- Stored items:
================

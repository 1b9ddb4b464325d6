//! # silt-cli
//!
//! Command-line front-end for the Silt materialization pipeline.
//!
//! ## Commands
//!
//! - `silt exec "<statement>"` - Run one SQL statement: a
//!   `CREATE EXTERNAL TABLE ... AS SELECT` directive is materialized, a bare
//!   `SELECT` runs on the embedded engine and prints its rows
//!
//! ## Configuration
//!
//! The CLI uses environment variables or command-line flags for settings:
//!
//! - `SILT_UC_ENDPOINT` - Unity Catalog endpoint (default: `http://localhost:8080`)
//! - `SILT_UC_TOKEN` - Catalog bearer token
//! - `SILT_AWS_REGION` - Default storage region (default: `eu-west-1`)
//! - `SILT_STORE_TIMEOUT_SECS` - Store budget in seconds (default: 10)

#![forbid(unsafe_code)]
#![deny(missing_docs)]
#![deny(rust_2018_idioms)]
#![warn(clippy::pedantic)]
// CLI uses print! macros intentionally
#![allow(clippy::print_stdout)]
#![allow(clippy::print_stderr)]

pub mod commands;

use std::time::Duration;

use clap::{Parser, Subcommand};

use silt_core::StoreConfig;

/// Silt CLI - materialize query results as catalog-registered Delta tables.
#[derive(Debug, Parser)]
#[command(name = "silt")]
#[command(author, version, about, long_about = None)]
pub struct Cli {
    /// Unity Catalog endpoint URL.
    #[arg(long, env = "SILT_UC_ENDPOINT", default_value = "http://localhost:8080")]
    pub uc_endpoint: String,

    /// Bearer token for the catalog service.
    #[arg(long, env = "SILT_UC_TOKEN")]
    pub uc_token: Option<String>,

    /// Default object-storage region.
    #[arg(long, env = "SILT_AWS_REGION", default_value = "eu-west-1")]
    pub aws_region: String,

    /// Store budget in seconds.
    #[arg(long, env = "SILT_STORE_TIMEOUT_SECS", default_value = "10")]
    pub timeout_secs: u64,

    /// Subcommand to execute.
    #[command(subcommand)]
    pub command: Commands,
}

impl Cli {
    /// Get the effective pipeline configuration.
    #[must_use]
    pub fn store_config(&self) -> StoreConfig {
        let mut config = StoreConfig::default()
            .with_endpoint(&self.uc_endpoint)
            .with_region(&self.aws_region)
            .with_store_timeout(Duration::from_secs(self.timeout_secs));
        if let Some(token) = &self.uc_token {
            config = config.with_token(token);
        }
        config
    }
}

/// CLI subcommands.
#[derive(Debug, Subcommand)]
pub enum Commands {
    /// Execute a single SQL statement.
    Exec(commands::exec::ExecArgs),
}

#[cfg(test)]
mod tests {
    use super::*;

    #[test]
    fn test_cli_config_from_flags() {
        let cli = Cli::parse_from([
            "silt",
            "--uc-endpoint",
            "https://uc.example.com",
            "--uc-token",
            "token-abc",
            "--aws-region",
            "us-west-2",
            "--timeout-secs",
            "30",
            "exec",
            "SELECT 1",
        ]);

        let config = cli.store_config();
        assert_eq!(config.uc_endpoint, "https://uc.example.com");
        assert_eq!(config.uc_token.as_deref(), Some("token-abc"));
        assert_eq!(config.aws_region, "us-west-2");
        assert_eq!(config.store_timeout, Duration::from_secs(30));
    }

    #[test]
    fn test_cli_defaults() {
        let cli = Cli::parse_from(["silt", "exec", "SELECT 1"]);
        let config = cli.store_config();
        assert_eq!(config.uc_endpoint, "http://localhost:8080");
        assert!(config.uc_token.is_none());
        assert_eq!(config.aws_region, "eu-west-1");
    }
}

================

The word "SELECT" occurs in some lines of the data above; report how many such lines there are, with no other words.

- COMPLETED EXERCISE: 4